EXERCISE DETAILS: In the data below, find the line that contains "pub trait ResourceClient<K: StateObject>: Send" and the line that contains "#[derive(Clone)]". Copy both, plus every line between them, exactly.

SUPPLIED ENTRIES:

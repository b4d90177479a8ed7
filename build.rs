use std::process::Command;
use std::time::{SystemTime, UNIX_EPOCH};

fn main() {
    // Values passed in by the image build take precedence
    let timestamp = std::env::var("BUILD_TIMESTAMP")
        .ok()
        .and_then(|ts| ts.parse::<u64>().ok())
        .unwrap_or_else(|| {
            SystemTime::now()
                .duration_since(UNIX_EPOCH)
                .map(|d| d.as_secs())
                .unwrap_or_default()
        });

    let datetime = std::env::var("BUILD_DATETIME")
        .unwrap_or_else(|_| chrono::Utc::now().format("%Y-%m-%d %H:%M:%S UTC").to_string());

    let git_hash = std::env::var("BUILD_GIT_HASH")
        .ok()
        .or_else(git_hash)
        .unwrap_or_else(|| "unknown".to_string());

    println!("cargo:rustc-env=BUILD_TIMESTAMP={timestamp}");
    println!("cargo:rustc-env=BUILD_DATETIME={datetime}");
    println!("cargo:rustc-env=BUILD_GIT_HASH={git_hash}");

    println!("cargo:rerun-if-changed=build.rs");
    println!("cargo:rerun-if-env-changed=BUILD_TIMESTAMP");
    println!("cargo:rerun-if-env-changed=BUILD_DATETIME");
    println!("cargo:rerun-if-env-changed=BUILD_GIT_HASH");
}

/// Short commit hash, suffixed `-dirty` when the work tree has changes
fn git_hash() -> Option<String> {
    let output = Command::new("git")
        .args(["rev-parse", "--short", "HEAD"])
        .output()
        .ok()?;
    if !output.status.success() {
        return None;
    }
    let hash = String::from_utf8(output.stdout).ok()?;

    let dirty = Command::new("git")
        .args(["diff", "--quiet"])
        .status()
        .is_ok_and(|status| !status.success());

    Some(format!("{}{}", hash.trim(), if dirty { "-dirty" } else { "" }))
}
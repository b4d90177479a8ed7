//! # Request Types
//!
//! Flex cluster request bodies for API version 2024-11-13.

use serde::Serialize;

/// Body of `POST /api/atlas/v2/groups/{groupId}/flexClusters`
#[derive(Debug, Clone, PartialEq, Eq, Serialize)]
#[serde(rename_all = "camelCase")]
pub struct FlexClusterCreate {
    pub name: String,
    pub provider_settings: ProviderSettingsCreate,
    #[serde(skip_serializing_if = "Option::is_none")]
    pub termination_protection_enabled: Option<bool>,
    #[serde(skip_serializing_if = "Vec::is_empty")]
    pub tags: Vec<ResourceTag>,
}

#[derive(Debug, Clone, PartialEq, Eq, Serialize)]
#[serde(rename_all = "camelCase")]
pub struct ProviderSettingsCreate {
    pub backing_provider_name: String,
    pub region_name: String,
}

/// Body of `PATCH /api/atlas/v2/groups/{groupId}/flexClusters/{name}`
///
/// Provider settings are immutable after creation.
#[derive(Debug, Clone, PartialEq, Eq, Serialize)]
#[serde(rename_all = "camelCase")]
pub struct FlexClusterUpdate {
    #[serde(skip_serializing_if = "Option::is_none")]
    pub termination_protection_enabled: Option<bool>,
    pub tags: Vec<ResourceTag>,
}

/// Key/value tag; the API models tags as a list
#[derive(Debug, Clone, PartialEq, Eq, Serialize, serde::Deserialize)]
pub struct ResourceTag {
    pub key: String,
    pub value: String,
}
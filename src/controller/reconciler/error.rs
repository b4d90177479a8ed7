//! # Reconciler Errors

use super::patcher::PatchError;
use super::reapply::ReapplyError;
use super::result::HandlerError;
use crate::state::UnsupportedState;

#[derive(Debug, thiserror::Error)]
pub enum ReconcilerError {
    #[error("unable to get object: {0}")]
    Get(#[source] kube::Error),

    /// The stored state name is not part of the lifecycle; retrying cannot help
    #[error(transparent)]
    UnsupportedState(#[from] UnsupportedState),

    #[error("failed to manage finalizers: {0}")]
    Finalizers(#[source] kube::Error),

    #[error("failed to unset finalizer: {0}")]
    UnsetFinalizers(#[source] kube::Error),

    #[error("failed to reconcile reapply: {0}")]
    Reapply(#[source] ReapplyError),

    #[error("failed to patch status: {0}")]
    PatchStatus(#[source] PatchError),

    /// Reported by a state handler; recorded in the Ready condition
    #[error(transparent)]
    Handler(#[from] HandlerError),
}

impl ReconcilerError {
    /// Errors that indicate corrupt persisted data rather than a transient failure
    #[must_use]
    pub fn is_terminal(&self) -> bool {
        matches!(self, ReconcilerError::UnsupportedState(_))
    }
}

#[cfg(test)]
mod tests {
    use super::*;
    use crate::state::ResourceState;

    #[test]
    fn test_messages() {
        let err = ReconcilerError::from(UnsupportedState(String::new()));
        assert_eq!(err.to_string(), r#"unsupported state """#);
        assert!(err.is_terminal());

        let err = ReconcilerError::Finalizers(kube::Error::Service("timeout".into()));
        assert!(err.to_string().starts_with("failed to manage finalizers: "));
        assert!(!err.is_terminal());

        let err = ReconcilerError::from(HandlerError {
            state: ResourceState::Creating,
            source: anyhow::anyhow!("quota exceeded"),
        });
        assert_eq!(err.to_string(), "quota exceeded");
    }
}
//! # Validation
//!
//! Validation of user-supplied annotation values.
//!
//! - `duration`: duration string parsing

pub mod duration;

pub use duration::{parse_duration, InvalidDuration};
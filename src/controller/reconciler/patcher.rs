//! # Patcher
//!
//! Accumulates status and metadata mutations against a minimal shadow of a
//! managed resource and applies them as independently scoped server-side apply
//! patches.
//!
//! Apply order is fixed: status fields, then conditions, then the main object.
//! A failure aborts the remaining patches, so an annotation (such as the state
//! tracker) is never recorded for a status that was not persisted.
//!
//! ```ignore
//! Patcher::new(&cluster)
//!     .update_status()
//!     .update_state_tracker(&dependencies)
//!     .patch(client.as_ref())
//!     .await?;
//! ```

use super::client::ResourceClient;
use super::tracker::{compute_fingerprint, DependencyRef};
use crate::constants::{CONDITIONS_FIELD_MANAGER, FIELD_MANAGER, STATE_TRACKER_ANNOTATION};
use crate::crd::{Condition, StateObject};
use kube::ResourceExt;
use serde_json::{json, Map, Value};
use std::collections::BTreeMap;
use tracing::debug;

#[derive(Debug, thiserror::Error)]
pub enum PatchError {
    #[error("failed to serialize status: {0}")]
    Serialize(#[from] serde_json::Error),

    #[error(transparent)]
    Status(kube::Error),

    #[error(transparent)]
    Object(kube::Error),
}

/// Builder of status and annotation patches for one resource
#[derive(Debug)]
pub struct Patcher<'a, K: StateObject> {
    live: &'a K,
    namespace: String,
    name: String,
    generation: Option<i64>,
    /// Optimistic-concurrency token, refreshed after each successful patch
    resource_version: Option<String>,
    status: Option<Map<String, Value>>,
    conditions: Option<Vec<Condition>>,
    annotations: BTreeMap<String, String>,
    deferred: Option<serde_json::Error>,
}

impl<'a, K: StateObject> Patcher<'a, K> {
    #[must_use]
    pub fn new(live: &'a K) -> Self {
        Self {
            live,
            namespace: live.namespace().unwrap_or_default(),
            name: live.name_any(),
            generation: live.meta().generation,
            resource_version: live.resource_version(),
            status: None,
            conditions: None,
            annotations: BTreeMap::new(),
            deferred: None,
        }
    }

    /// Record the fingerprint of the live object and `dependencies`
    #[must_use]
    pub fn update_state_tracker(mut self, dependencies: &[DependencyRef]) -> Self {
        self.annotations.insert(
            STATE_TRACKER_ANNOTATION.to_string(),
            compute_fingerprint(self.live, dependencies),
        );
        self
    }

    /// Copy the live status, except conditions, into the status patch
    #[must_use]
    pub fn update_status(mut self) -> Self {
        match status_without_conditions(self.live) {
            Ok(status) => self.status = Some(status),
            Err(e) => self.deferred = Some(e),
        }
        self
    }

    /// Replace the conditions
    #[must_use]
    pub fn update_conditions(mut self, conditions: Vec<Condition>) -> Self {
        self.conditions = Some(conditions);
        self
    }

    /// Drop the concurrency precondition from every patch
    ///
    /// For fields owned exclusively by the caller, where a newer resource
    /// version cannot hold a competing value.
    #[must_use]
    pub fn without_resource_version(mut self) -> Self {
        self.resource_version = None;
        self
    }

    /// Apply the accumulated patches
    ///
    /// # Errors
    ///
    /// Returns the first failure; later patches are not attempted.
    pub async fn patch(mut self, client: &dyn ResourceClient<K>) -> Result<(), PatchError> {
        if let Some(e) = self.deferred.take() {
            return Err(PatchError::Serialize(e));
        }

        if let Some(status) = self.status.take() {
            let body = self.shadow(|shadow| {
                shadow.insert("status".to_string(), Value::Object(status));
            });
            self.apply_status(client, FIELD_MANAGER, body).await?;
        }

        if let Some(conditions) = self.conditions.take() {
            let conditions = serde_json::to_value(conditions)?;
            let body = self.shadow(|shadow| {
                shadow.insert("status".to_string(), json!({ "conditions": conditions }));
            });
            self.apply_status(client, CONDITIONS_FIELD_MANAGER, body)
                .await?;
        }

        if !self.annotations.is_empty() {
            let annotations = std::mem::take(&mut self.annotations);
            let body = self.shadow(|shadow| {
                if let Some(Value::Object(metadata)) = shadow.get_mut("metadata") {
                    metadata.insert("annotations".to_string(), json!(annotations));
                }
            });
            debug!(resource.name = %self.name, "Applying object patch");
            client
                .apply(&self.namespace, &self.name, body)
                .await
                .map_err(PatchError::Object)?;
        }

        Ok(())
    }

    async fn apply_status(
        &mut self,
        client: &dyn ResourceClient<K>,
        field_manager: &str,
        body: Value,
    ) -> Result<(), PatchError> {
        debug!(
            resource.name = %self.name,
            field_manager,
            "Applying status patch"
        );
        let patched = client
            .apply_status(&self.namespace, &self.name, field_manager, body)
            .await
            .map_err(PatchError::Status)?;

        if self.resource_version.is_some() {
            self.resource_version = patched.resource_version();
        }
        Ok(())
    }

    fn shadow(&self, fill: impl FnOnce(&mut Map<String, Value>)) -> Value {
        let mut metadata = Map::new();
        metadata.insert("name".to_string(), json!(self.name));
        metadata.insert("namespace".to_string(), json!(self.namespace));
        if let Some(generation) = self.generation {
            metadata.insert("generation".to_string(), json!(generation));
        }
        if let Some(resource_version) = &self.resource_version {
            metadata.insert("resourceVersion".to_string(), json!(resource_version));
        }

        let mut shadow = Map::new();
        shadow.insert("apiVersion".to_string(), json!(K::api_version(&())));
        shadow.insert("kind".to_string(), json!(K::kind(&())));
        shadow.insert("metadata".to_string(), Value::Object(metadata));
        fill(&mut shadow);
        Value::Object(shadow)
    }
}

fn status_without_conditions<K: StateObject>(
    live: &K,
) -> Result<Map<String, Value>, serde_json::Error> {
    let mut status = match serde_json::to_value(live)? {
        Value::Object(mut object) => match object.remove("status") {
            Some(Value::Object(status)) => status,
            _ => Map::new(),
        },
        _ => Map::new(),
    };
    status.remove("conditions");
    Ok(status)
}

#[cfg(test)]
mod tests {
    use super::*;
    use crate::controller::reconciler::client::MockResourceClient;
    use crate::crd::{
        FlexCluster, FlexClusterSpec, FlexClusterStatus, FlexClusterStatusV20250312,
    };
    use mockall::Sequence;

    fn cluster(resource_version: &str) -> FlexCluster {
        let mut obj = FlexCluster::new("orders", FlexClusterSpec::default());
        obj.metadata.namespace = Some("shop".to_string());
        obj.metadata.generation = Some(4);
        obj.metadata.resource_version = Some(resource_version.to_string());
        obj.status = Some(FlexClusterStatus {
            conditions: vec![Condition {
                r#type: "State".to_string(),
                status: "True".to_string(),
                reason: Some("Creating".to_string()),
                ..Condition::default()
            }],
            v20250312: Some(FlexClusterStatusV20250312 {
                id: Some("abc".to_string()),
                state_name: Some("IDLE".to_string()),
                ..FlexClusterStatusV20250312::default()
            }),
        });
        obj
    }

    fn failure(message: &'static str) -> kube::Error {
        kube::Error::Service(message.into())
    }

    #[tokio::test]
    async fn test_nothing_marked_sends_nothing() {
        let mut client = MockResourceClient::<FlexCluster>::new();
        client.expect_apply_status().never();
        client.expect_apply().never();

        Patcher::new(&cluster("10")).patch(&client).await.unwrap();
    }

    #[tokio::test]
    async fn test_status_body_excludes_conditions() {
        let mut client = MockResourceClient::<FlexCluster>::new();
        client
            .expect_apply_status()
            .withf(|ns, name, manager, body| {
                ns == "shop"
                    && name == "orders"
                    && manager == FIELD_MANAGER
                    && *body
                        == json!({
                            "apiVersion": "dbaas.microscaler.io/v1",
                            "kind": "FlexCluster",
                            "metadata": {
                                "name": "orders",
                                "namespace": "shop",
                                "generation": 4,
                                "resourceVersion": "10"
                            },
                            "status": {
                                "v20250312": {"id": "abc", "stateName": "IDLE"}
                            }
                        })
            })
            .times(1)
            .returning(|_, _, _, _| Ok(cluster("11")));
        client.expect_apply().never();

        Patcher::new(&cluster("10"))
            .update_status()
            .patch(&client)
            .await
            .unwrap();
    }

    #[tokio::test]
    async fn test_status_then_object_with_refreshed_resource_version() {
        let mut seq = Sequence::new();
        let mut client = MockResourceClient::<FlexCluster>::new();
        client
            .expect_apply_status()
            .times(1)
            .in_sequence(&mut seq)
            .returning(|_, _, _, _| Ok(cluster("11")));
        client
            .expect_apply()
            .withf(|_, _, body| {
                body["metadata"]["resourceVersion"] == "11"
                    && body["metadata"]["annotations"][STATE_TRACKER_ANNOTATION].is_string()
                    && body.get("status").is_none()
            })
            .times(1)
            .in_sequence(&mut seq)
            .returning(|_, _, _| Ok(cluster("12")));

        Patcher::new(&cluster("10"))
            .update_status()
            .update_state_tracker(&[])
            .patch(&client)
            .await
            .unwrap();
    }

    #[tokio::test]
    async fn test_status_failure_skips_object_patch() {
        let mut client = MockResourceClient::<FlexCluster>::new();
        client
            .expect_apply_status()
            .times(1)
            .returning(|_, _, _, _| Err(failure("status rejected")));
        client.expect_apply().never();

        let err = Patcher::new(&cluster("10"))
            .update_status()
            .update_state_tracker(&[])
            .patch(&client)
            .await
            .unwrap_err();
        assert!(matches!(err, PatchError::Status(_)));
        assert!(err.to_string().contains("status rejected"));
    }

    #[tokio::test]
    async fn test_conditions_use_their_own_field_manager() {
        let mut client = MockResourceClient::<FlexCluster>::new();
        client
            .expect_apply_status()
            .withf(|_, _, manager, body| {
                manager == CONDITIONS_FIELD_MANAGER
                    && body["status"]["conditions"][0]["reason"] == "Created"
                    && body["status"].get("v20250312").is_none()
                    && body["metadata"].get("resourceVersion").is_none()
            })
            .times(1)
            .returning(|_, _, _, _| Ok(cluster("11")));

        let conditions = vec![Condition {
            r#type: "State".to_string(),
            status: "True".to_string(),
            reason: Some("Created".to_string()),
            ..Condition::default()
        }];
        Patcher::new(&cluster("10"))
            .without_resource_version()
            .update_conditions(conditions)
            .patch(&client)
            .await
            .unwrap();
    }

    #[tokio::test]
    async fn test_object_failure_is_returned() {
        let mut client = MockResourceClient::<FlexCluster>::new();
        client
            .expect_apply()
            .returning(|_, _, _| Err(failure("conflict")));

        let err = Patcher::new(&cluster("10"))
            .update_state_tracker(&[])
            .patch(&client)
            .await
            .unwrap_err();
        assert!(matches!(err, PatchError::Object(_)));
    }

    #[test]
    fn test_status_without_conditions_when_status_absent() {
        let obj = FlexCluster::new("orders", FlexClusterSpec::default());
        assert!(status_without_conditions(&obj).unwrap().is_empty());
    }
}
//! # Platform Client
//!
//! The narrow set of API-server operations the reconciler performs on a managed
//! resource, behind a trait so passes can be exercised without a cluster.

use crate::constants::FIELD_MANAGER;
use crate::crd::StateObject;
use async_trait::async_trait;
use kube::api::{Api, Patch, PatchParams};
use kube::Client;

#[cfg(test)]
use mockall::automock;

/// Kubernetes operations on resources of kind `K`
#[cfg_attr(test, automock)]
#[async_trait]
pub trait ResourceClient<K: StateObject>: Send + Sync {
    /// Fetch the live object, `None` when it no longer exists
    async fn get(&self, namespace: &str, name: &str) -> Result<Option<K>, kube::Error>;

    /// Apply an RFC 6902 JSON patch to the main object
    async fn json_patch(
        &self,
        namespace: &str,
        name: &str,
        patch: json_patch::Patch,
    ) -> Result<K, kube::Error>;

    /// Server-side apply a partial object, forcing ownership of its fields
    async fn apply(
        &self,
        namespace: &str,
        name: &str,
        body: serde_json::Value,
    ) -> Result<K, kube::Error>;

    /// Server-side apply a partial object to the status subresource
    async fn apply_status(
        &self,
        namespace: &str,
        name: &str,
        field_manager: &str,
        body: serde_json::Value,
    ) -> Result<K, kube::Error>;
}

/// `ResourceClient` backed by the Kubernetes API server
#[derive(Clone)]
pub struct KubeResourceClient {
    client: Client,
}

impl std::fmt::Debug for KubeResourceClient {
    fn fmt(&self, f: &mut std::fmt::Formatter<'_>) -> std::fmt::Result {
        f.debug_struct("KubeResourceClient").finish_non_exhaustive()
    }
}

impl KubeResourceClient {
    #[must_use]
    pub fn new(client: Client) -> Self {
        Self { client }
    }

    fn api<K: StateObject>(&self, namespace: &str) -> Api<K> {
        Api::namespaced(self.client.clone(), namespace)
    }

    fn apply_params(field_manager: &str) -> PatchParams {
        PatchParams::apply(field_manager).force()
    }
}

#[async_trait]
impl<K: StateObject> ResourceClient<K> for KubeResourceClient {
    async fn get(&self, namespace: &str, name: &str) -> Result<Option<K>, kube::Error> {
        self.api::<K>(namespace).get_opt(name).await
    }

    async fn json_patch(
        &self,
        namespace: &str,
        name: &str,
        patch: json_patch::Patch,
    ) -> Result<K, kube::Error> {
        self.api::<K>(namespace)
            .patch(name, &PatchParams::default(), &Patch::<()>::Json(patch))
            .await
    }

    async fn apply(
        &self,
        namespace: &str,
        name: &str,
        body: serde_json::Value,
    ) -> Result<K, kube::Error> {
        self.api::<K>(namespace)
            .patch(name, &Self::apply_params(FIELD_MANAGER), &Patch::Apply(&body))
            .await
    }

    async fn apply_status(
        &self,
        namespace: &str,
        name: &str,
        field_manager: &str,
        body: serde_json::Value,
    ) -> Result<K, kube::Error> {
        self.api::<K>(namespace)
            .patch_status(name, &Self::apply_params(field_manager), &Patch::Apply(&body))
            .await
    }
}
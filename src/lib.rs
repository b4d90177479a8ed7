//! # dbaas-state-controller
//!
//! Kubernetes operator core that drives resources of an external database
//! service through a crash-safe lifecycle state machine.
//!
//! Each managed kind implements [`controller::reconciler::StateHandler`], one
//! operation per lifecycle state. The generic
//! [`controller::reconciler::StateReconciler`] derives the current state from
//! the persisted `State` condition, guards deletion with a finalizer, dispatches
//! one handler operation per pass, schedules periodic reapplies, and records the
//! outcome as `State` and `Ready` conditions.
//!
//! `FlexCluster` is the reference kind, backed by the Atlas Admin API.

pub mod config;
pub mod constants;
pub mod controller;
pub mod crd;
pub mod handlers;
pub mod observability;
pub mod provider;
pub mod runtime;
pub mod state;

TASK SOLUTION:
pub trait ResourceClient<K: StateObject>: Send + Sync {
    /// Fetch the live object, `None` when it no longer exists
    async fn get(&self, namespace: &str, name: &str) -> Result<Option<K>, kube::Error>;

    /// Apply an RFC 6902 JSON patch to the main object
    async fn json_patch(
        &self,
        namespace: &str,
        name: &str,
        patch: json_patch::Patch,
    ) -> Result<K, kube::Error>;

    /// Server-side apply a partial object, forcing ownership of its fields
    async fn apply(
        &self,
        namespace: &str,
        name: &str,
        body: serde_json::Value,
    ) -> Result<K, kube::Error>;

    /// Server-side apply a partial object to the status subresource
    async fn apply_status(
        &self,
        namespace: &str,
        name: &str,
        field_manager: &str,
        body: serde_json::Value,
    ) -> Result<K, kube::Error>;
}

/// `ResourceClient` backed by the Kubernetes API server
#[derive(Clone)]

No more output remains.